M. Ward remains irretrievably in the thrall of his influences. This has not always been the case (his earlier work on Howe Gelb’s Ow Om label, though derivative and sketchy, contained a spark and twang all his own), but had seemed to be an emerging pattern on recent recordings. Brian Wilson, commissioned songwriters of the 50s, railroads, Buddy Holly… a long list of fragrant and worthy wells from which to draw.
Yet Hold Time necessarily makes small augmentations to the Ward framework that we’ve become used to, largely by being more expansive and a mite more ambitious. At times there’s even something of a swagger to the performances, particularly on the Bolan-esque shuffle of ‘Never Had Nobody Like You’. Its joyous simplicity, shot through with lackadaisical delivery, is judged well, and it was the right thing to do to make it so short, even throwaway. Elsewhere, thunderous synth arpeggios and castanets on ‘To Save Me’ show buoyancy to be a key new tool. That’s not to say that Ward’s oeuvre tends toward slower tempi, rather he’s using these propulsive new sounds to reach further on this record than any of his previous outings.
This is especially so in the case of Brian Wilson, who seems to permeate Ward’s music from the gorgeous ‘Ella’ (from End Of Amnesia) until now. For ‘To Save Me’ has the requisite “do-do-doos” of The Beach Boys most iconographic works, but those “do-do-doos” feature a raised seventh that Wilson may have deemed too emotionally revealing, for it lends a wistful edge. That Ward is allowing his influences to serve what he wishes to express in his own work, rather than letting them cloud the results, is the mark of a writer increasingly comfortable with his own sound, viewing it alongside the back-catalogues he admires rather than as inferior to them.
On Ward’s take on Don Gibson’s ‘Oh Lonesome Me’ you can hear the scratch of the bottleneck on the guitar strings as if it were in the room, but guest Lucinda Williams’ voice is drenched in reverb and the expert string arrangements gently lift off the planet in another hazy tribute to Brian Wilson. Indeed, the fact that it’s a loose vocal duet emphasises this balancing act – humanising and impressing in equal measure.

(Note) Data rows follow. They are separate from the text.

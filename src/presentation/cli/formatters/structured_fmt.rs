use serde::ser::{SerializeMap, Serializer};
use serde::Serialize;

use super::units::{bytes_to_gb, bytes_to_mb, format_timestamp, round2};
use crate::domain::entities::{
    CpuSample, DependencyCheck, HealthReport, MemorySample, NetworkSample, PartitionEntry,
    ProcessSummary, SkipDiagnostic, SubsystemDetail, SubsystemReport, SystemInfo,
};
use crate::domain::ports::ExportError;
use crate::domain::value_objects::StatusLevel;

/// Structured (JSON) rendering of a report, newline-terminated.
///
/// Keys appear in report order: `timestamp`, `system`, one block per
/// subsystem in collection order, `dependencies` when any were checked, and
/// `overall_health` last. Percentages are rounded to two decimals and byte
/// counts are expressed in GB (network traffic in MB). Rendering the same
/// report twice gives identical bytes.
///
/// # Errors
///
/// Returns `ExportError::Serialize` if JSON encoding fails.
pub fn render_structured(report: &HealthReport, pretty: bool) -> Result<Vec<u8>, ExportError> {
    let view = ReportView(report);
    let mut bytes = if pretty {
        serde_json::to_vec_pretty(&view)?
    } else {
        serde_json::to_vec(&view)?
    };
    bytes.push(b'\n');
    Ok(bytes)
}

struct ReportView<'a>(&'a HealthReport);

impl Serialize for ReportView<'_> {
    fn serialize<S: Serializer>(&self, serializer: S) -> Result<S::Ok, S::Error> {
        let report = self.0;
        let mut map = serializer.serialize_map(None)?;
        map.serialize_entry("timestamp", &format_timestamp(report.timestamp()))?;
        map.serialize_entry("system", &SystemView(report.system()))?;
        for subsystem in report.subsystems() {
            map.serialize_entry(subsystem.kind().key(), &block(subsystem))?;
        }
        if !report.dependencies().is_empty() {
            let deps: Vec<DependencyView<'_>> =
                report.dependencies().iter().map(DependencyView::from).collect();
            map.serialize_entry("dependencies", &deps)?;
        }
        map.serialize_entry("overall_health", report.overall().as_str())?;
        map.end()
    }
}

struct SystemView<'a>(&'a SystemInfo);

impl Serialize for SystemView<'_> {
    fn serialize<S: Serializer>(&self, serializer: S) -> Result<S::Ok, S::Error> {
        let info = self.0;
        let mut map = serializer.serialize_map(Some(7))?;
        map.serialize_entry("hostname", &info.hostname)?;
        map.serialize_entry("platform", &info.platform)?;
        map.serialize_entry("platform_version", &info.platform_version)?;
        map.serialize_entry("architecture", &info.architecture)?;
        map.serialize_entry("processor", &info.processor)?;
        map.serialize_entry("kernel_version", &info.kernel_version)?;
        map.serialize_entry("runtime_version", &info.runtime_version)?;
        map.end()
    }
}

#[derive(Serialize)]
#[serde(untagged)]
enum Block<'a> {
    Cpu(CpuBlock<'a>),
    Memory(MemoryBlock<'a>),
    Disk(DiskBlock<'a>),
    Network(NetworkBlock<'a>),
    Processes(ProcessBlock<'a>),
    Unavailable(UnavailableBlock<'a>),
}

fn is_empty(skipped: &[SkipDiagnostic]) -> bool {
    skipped.is_empty()
}

#[derive(Serialize)]
struct CpuBlock<'a> {
    cpu_count: Option<usize>,
    cpu_count_logical: usize,
    cpu_percent_total: f64,
    cpu_percent_per_core: Vec<f64>,
    cpu_freq_mhz: Option<u64>,
    status: &'static str,
    #[serde(skip_serializing_if = "is_empty")]
    skipped: &'a [SkipDiagnostic],
}

#[derive(Serialize)]
struct MemoryBlock<'a> {
    total_gb: f64,
    available_gb: f64,
    used_gb: f64,
    percent_used: f64,
    swap_total_gb: f64,
    swap_used_gb: f64,
    swap_percent: f64,
    status: &'static str,
    #[serde(skip_serializing_if = "is_empty")]
    skipped: &'a [SkipDiagnostic],
}

#[derive(Serialize)]
struct PartitionView<'a> {
    device: &'a str,
    mountpoint: &'a str,
    fstype: &'a str,
    total_gb: f64,
    used_gb: f64,
    free_gb: f64,
    percent_used: f64,
    status: StatusLevel,
}

#[derive(Serialize)]
struct DiskBlock<'a> {
    partitions: Vec<PartitionView<'a>>,
    status: &'static str,
    #[serde(skip_serializing_if = "is_empty")]
    skipped: &'a [SkipDiagnostic],
}

#[derive(Serialize)]
struct NetworkBlock<'a> {
    bytes_sent_mb: f64,
    bytes_recv_mb: f64,
    packets_sent: u64,
    packets_recv: u64,
    errors_in: u64,
    errors_out: u64,
    interface_count: usize,
    error_percent: f64,
    status: &'static str,
    #[serde(skip_serializing_if = "is_empty")]
    skipped: &'a [SkipDiagnostic],
}

#[derive(Serialize)]
struct ProcessView<'a> {
    pid: u32,
    name: &'a str,
    cpu_percent: f64,
    memory_percent: f64,
}

#[derive(Serialize)]
struct ProcessBlock<'a> {
    total_processes: usize,
    process_table_percent: Option<f64>,
    top_cpu_processes: Vec<ProcessView<'a>>,
    status: &'static str,
    #[serde(skip_serializing_if = "is_empty")]
    skipped: &'a [SkipDiagnostic],
}

#[derive(Serialize)]
struct UnavailableBlock<'a> {
    status: &'static str,
    skipped: &'a [SkipDiagnostic],
}

#[derive(Serialize)]
struct DependencyView<'a> {
    name: &'a str,
    status: &'static str,
    #[serde(skip_serializing_if = "Option::is_none")]
    message: Option<&'a str>,
}

impl<'a> From<&'a DependencyCheck> for DependencyView<'a> {
    fn from(check: &'a DependencyCheck) -> Self {
        Self {
            name: &check.name,
            status: check.status.as_str(),
            message: check.status.message(),
        }
    }
}

fn block(report: &SubsystemReport) -> Block<'_> {
    let status = StatusLevel::label(report.status());
    let skipped = report.skipped();
    match report.detail() {
        SubsystemDetail::Cpu(cpu) => Block::Cpu(cpu_block(cpu, status, skipped)),
        SubsystemDetail::Memory(memory) => Block::Memory(memory_block(memory, status, skipped)),
        SubsystemDetail::Disk(partitions) => Block::Disk(DiskBlock {
            partitions: partitions.iter().map(partition_view).collect(),
            status,
            skipped,
        }),
        SubsystemDetail::Network(network) => {
            Block::Network(network_block(network, status, skipped))
        }
        SubsystemDetail::Processes(summary) => Block::Processes(process_block(
            summary,
            report.sample_value("process_table_percent"),
            status,
            skipped,
        )),
        SubsystemDetail::Unavailable => Block::Unavailable(UnavailableBlock { status, skipped }),
    }
}

fn cpu_block<'a>(cpu: &CpuSample, status: &'static str, skipped: &'a [SkipDiagnostic]) -> CpuBlock<'a> {
    CpuBlock {
        cpu_count: cpu.physical_cores,
        cpu_count_logical: cpu.logical_cores,
        cpu_percent_total: round2(cpu.percent_total),
        cpu_percent_per_core: cpu.percent_per_core.iter().copied().map(round2).collect(),
        cpu_freq_mhz: cpu.frequency_mhz,
        status,
        skipped,
    }
}

fn memory_block<'a>(
    memory: &MemorySample,
    status: &'static str,
    skipped: &'a [SkipDiagnostic],
) -> MemoryBlock<'a> {
    MemoryBlock {
        total_gb: bytes_to_gb(memory.total_bytes),
        available_gb: bytes_to_gb(memory.available_bytes),
        used_gb: bytes_to_gb(memory.used_bytes),
        percent_used: round2(memory.percent_used),
        swap_total_gb: bytes_to_gb(memory.swap_total_bytes),
        swap_used_gb: bytes_to_gb(memory.swap_used_bytes),
        swap_percent: round2(memory.swap_percent),
        status,
        skipped,
    }
}

fn partition_view(entry: &PartitionEntry) -> PartitionView<'_> {
    let p = &entry.partition;
    PartitionView {
        device: &p.device,
        mountpoint: &p.mount_point,
        fstype: &p.filesystem,
        total_gb: bytes_to_gb(p.total_bytes),
        used_gb: bytes_to_gb(p.used_bytes),
        free_gb: bytes_to_gb(p.free_bytes),
        percent_used: round2(p.percent_used),
        status: entry.status,
    }
}

fn network_block<'a>(
    network: &NetworkSample,
    status: &'static str,
    skipped: &'a [SkipDiagnostic],
) -> NetworkBlock<'a> {
    NetworkBlock {
        bytes_sent_mb: bytes_to_mb(network.bytes_sent),
        bytes_recv_mb: bytes_to_mb(network.bytes_recv),
        packets_sent: network.packets_sent,
        packets_recv: network.packets_recv,
        errors_in: network.errors_in,
        errors_out: network.errors_out,
        interface_count: network.interface_count,
        error_percent: round2(network.error_percent()),
        status,
        skipped,
    }
}

fn process_block<'a>(
    summary: &'a ProcessSummary,
    table_percent: Option<f64>,
    status: &'static str,
    skipped: &'a [SkipDiagnostic],
) -> ProcessBlock<'a> {
    ProcessBlock {
        total_processes: summary.total_processes,
        process_table_percent: table_percent.map(round2),
        top_cpu_processes: summary
            .top_cpu
            .iter()
            .map(|p| ProcessView {
                pid: p.pid,
                name: &p.name,
                cpu_percent: round2(p.cpu_percent),
                memory_percent: round2(p.memory_percent),
            })
            .collect(),
        status,
        skipped,
    }
}
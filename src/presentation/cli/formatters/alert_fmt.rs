use colored::Colorize;

use crate::domain::health::Alert;
use crate::domain::value_objects::StatusLevel;

/// Final verdict line, tag coloured by level.
#[must_use]
pub fn format_alert(alert: &Alert) -> String {
    let tag = match alert.level {
        StatusLevel::Critical => alert.tag.red().bold(),
        StatusLevel::Warning => alert.tag.yellow().bold(),
        StatusLevel::Healthy => alert.tag.green().bold(),
    };
    format!("{tag} {}", alert.message)
}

Those looking for Hold Time to be a logical continuation of Ward’s album trajectory so far will be extremely satisfied. There’s a whole host of little surprises along the way, what with Zooey Deschanel and Jason Lytle turning up, and Bella Union wunderkind Peter Broderick sorting out some of the string arrangements, but why boil it down to mere selling points? Hold Time is full of sweet intrigue and stapled shut with intimate references to Ward’s musical heritage, a bold tapestry of all that he has become.